Он и сам не понимал всей ответственности – но с каждым днем привязывался к ней все сильнее, и уже не то, что не мог – даже не допускал мысли о том, чтобы повернуть назад. Когда она, хваля за первый шах и мат, доверчиво прижалась к его плечу своим, сидя на подлокотнике диванчика, он прослезился, и едва сумел это скрыть.
В день, когда она должна была переступить порог нового дома, Рудольф так сильно нервничал, что напрочь позабыл заказать домой еды – и малодушно перепоручил это дело Питеру.
Вероника долго обнималась с воспитательницами: те возбужденно квохтали над ней и желали всего наилучшего. Рудольф в их прощание не лез – ему оставалось неловко стоять у машины, в которую уже были погружены все немногочисленные вещи.
Подумать только, у него теперь была…дочь? Он впервые попробовал это слово на вкус – неслышным шепотом. Оно отозвалось непривычной сладостью, растеклось по языку.
Наконец Вероника отлипла от рук, что столько лет заменяли ей материнские, развернулась и пошла ему навстречу, не оглядываясь.
Рудольф незаметно для себя выпрямился и ободряюще улыбнулся. Его губы дрожали.
Ехали в напряжении. Вероника молчала, и Рудольф тоже понятия не имел, что сказать. Им обоим предстояла совершенно новая, неизведанная жизнь – никаких путей для отступления, только вперед.
Рудольф пропустил ее первой – совсем как кошку в новую квартиру. Вероника немедленно разулась, аккуратно поставила ботинки в пока еще пустующую обувницу и неуверенно посмотрела на него.
– Может, посмотришь квартиру? – предложил Рудольф, занятый ее сумкой.
Она пожала плечами и неторопливо вошла в гостиную, с любопытством осматриваясь. Следующий за ней Рудольф увидел квартиру будто впервые, ее глазами.
Через большие окна с широкими подоконниками лился бледный свет пасмурного дня. Деревянный паркет чуть блестел свежим лаком, наполовину укрытый белым пушистым ковром. У стены стоял мягкий на вид серый диван, заваленный подушками – растительные мотивы на наволочках перекликались с зеленью цветов в больших горшках. Сбоку от него высился большой воздушный стеллаж с пока еще пустыми полками; Рудольф надеялся исправить это в ближайшее время. Несколько кресел с пледами на спинках, журнальный столик со столешницей из цельного древесного спила, интерьерные картины, прислоненные прямо к стене, большой телевизор и приставка дополняли картину.
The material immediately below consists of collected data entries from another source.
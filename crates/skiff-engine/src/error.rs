use skiff_core::provider::ProviderError;
use skiff_store::StoreError;

/// Infrastructure failures escaping the runner. Model and tool errors are
/// converted into events instead (the turn continues or ends cleanly); only
/// persistence-layer problems propagate as `Err`.
#[derive(Debug, thiserror::Error)]
pub enum EngineError {
    #[error("store error: {0}")]
    Store(#[from] StoreError),
    #[error("provider error: {0}")]
    Provider(#[from] ProviderError),
}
– Нравится? – спросил Рудольф, пока Вероника жадно оглядывала пространство, не останавливаясь ни на чем конкретном.
– Ты здесь не живешь, что ли? – спросила она, чуть хмуря свои брови.
– Я переехал всего пару дней назад, – не стал лукавить он, поставив вещи у дверей одной из спален – самой красивой. – Так заметно?
– Дом не дышит, – последовал пространный ответ. Вероника чуть тронула лист раскидистой пальмы, выглянула в окно и повернулась к нему, глядя своим привычным снизу вверх взглядом. Там плескалось некоторое замешательство.
– Мы обустроим его вместе, как захочешь. Ладно?
Рудольф боялся услышать что-то в духе «нет, мне неинтересно». Боялся, что она вообще заявит, что ей здесь не нравится и она передумала, и вообще хочет обратно. Одна мысль об этом заставила его обхватить себя руками за ребра, будто он мог развалиться, только думая о подобном.
Но Вероника улыбнулась и кивнула.
– Ладно.
И то, что успело намерзнуть у Рудольфа под кожей, тут же растаяло.
Спустя пару часов, после разбора вещей и перетряски интернет-магазинов на предмет недостающих вещей (Вероника стеснялась, но все равно тыкала пальцем в то, что понравилось) Рудольф растерянно оглядел заполненные разными продуктами полки холодильника.
Питер постарался на славу: блестели под лампами бока авокадо, в контейнере дожидалась своего часа спелая клубника; упаковки йогурта были втиснуты прямо на дверцу. Несколько хороших стейков, разделанная курица, пачки сока, свежие овощи и еще множество, множество всего.
Он понятия не имел, что с этим делать. И вообще, что где находилось на кухне, кроме кружек и кофеварки.